Tommy Robinson at 75

It's a quiet Sunday afternoon in downtown Brinkley, and Tommy Robinson is showing me around his office in a small strip center. It's hard to believe that Robinson is now 75. In my mind, he will always be the brash Pulaski County sheriff and U.S. congressman in his 30s and 40s, a man who managed to make the front pages of the Arkansas Gazette and Arkansas Democrat more often in the 1980s than a certain governor who would go on to become president of the United States.

The jet-black hair, the thick eyebrows and the clenched jaw were Robinson trademarks. The hair is gray now, and the face is a bit more relaxed. But the voice remains the same. He was so famous in the 1980s that you didn't have to say his full name. "TR" or "Tommy" would suffice. Robinson, for whom I worked for 15 months in 1989-90, calls out a familiar greeting that can't be printed in a family newspaper. Coming from him, it's a term of endearment.

"I'm working harder than I ever have and having more fun," says Robinson, who's dressed in blue jeans and a navy blazer. "Not many people can work as hard as I can at age 75."

He calls his consulting firm the Robinson Group and points to his private investigator's license on the wall. His father was a fireman and his mother was a state employee. Robinson grew up in the Rose City neighborhood of North Little Rock with future Dallas Cowboys owner Jerry Jones as a friend. After four years in the U.S. Navy, Robinson began a law enforcement career that saw him serve two stints with the Arkansas State Police and also work for the North Little Rock Police Department, the U.S. Marshals Service (where he was assigned to the American Indian Movement uprising at Wounded Knee in South Dakota), the University of Arkansas for Medical Sciences (where he was director of public safety) and the Jacksonville Police Department (where he was the chief). When Bill Clinton became governor in 1979, he selected Robinson as director of the state Department of Public Safety, which no longer exists.
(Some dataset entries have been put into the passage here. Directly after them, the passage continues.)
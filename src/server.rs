use std::fmt;
use std::net::Ipv4Addr;
use std::str::FromStr;

use crate::error::Error;

/// Portal server on the Qingshuihe campus education network.
pub const PORTAL_SERVER_IP_QSH: Ipv4Addr = Ipv4Addr::new(10, 253, 0, 237);
/// Portal server for the Qingshuihe dormitory network (telecom line).
pub const PORTAL_SERVER_IP_QSH_DORM: Ipv4Addr = Ipv4Addr::new(10, 253, 0, 235);
/// Portal server on the Shahe campus education network.
pub const PORTAL_SERVER_IP_SH: Ipv4Addr = Ipv4Addr::new(10, 254, 7, 4);

/// Portal variant to log in against
#[derive(Debug, Clone, Copy, PartialEq, Eq, Hash)]
pub enum LoginType {
    QshEdu,
    QshDormDX,
    ShEdu,
}

impl LoginType {
    pub const ALL: [LoginType; 3] = [LoginType::QshEdu, LoginType::QshDormDX, LoginType::ShEdu];

    pub fn as_str(&self) -> &'static str {
        match self {
            LoginType::QshEdu => "qsh-edu",
            LoginType::QshDormDX => "qsh-dorm-dx",
            LoginType::ShEdu => "sh-edu",
        }
    }

    pub fn server_ip(&self) -> Ipv4Addr {
        select_server_ip(*self)
    }
}

/// Map a login type to the portal server that handles it
pub fn select_server_ip(login_type: LoginType) -> Ipv4Addr {
    match login_type {
        LoginType::QshEdu => PORTAL_SERVER_IP_QSH,
        LoginType::QshDormDX => PORTAL_SERVER_IP_QSH_DORM,
        LoginType::ShEdu => PORTAL_SERVER_IP_SH,
    }
}

impl fmt::Display for LoginType {
    fn fmt(&self, f: &mut fmt::Formatter<'_>) -> fmt::Result {
        f.write_str(self.as_str())
    }
}

impl FromStr for LoginType {
    type Err = Error;

    // Accepts the wire names and the variant names, ignoring case
    fn from_str(s: &str) -> Result<Self, Self::Err> {
        match s.trim().to_ascii_lowercase().as_str() {
            "qsh-edu" | "qshedu" => Ok(LoginType::QshEdu),
            "qsh-dorm-dx" | "qshdormdx" => Ok(LoginType::QshDormDX),
            "sh-edu" | "shedu" => Ok(LoginType::ShEdu),
            _ => Err(Error::UnknownLoginType(s.to_string())),
        }
    }
}
//! Per-connection socket customization
//!
//! A `SocketHook` runs on every outbound socket after it is created and
//! before it connects. `BindToDevice` is the hook that pins a socket to a
//! named interface; how that is done depends on the OS.

#[cfg(target_os = "linux")]
mod linux;

#[cfg(not(target_os = "linux"))]
mod generic;

use socket2::Socket;
use std::io;

#[cfg(target_os = "linux")]
use linux::bind_to_device;

#[cfg(not(target_os = "linux"))]
use generic::bind_to_device;

/// Customizes a freshly created socket before it connects
pub trait SocketHook: Send + Sync {
    fn on_socket(&self, socket: &Socket) -> io::Result<()>;
}

/// Forces outbound traffic through the named interface
#[derive(Debug, Clone)]
pub struct BindToDevice {
    iface: String,
}

impl BindToDevice {
    pub fn new(iface: impl Into<String>) -> Self {
        Self { iface: iface.into() }
    }

    pub fn iface(&self) -> &str {
        &self.iface
    }
}

impl SocketHook for BindToDevice {
    fn on_socket(&self, socket: &Socket) -> io::Result<()> {
        bind_to_device(socket, &self.iface)
    }
}

#[cfg(test)]
mod tests {
    use super::*;
    use socket2::{Domain, Protocol, Type};

    #[test]
    fn unknown_device_is_never_ignored() {
        let socket = Socket::new(Domain::IPV4, Type::STREAM, Some(Protocol::TCP)).unwrap();
        let hook = BindToDevice::new("nosuchif0");
        assert_eq!(hook.iface(), "nosuchif0");
        assert!(hook.on_socket(&socket).is_err());
    }
}
//! Linux-specific platform implementation
//! Uses SO_BINDTODEVICE for true per-interface binding

use socket2::Socket;
use std::io;

/// Bind the socket to `iface` using SO_BINDTODEVICE
// NOTE: Kernels before 5.7 require root or CAP_NET_RAW for this option
// sudo setcap cap_net_raw=eip ./portal-bind
pub fn bind_to_device(socket: &Socket, iface: &str) -> io::Result<()> {
    socket
        .bind_device(Some(iface.as_bytes()))
        .map_err(|e| io::Error::new(e.kind(), format!("couldn't bind to interface {}: {}", iface, e)))
}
Robinson became sheriff in January 1981.

It was during Robinson's four years as sheriff that he became a political phenomenon and media darling. John Robert Starr, the Democrat's mercurial managing editor, wrote seven columns a week in those days, and the columns often focused on the sheriff. Much like ABC's Howard Cosell and boxer Muhammad Ali on the national stage, Starr and Robinson helped make each other famous on the state stage in the 1980s. The newspaper war between the Democrat and Gazette had heated up, and there seemed to be unlimited space for stories about Robinson.

Tales of Robinson's activities weren't confined to the Little Rock newspapers. Following the recent death of former Judge Lee Munson of Little Rock, I did an Internet search for stories about Munson. Up popped an article from the July 21, 1981, edition of The New York Times that read in part: "A judge declined today to issue a formal order that would keep Sheriff Tommy Robinson from chaining any more jail inmates outside prison facilities, but he told Sheriff Robinson not to do it again. 'I'm not going to chain them,' the sheriff said after the three-hour hearing before Judge Lee Munson. 'I don't need to. I've defused my emergency.' Sheriff Robinson testified that the state prisoners awaiting transfer from the crowded Pulaski County jail had been 'agitators' and 'troublemakers' who stirred up riots and escapes. He chained 14 of them to a guard tower at the prison's Pine Bluff unit last week to try to force the state to accept them--the day after 60 inmates rampaged inside the jail and rumors of a mass escape abounded."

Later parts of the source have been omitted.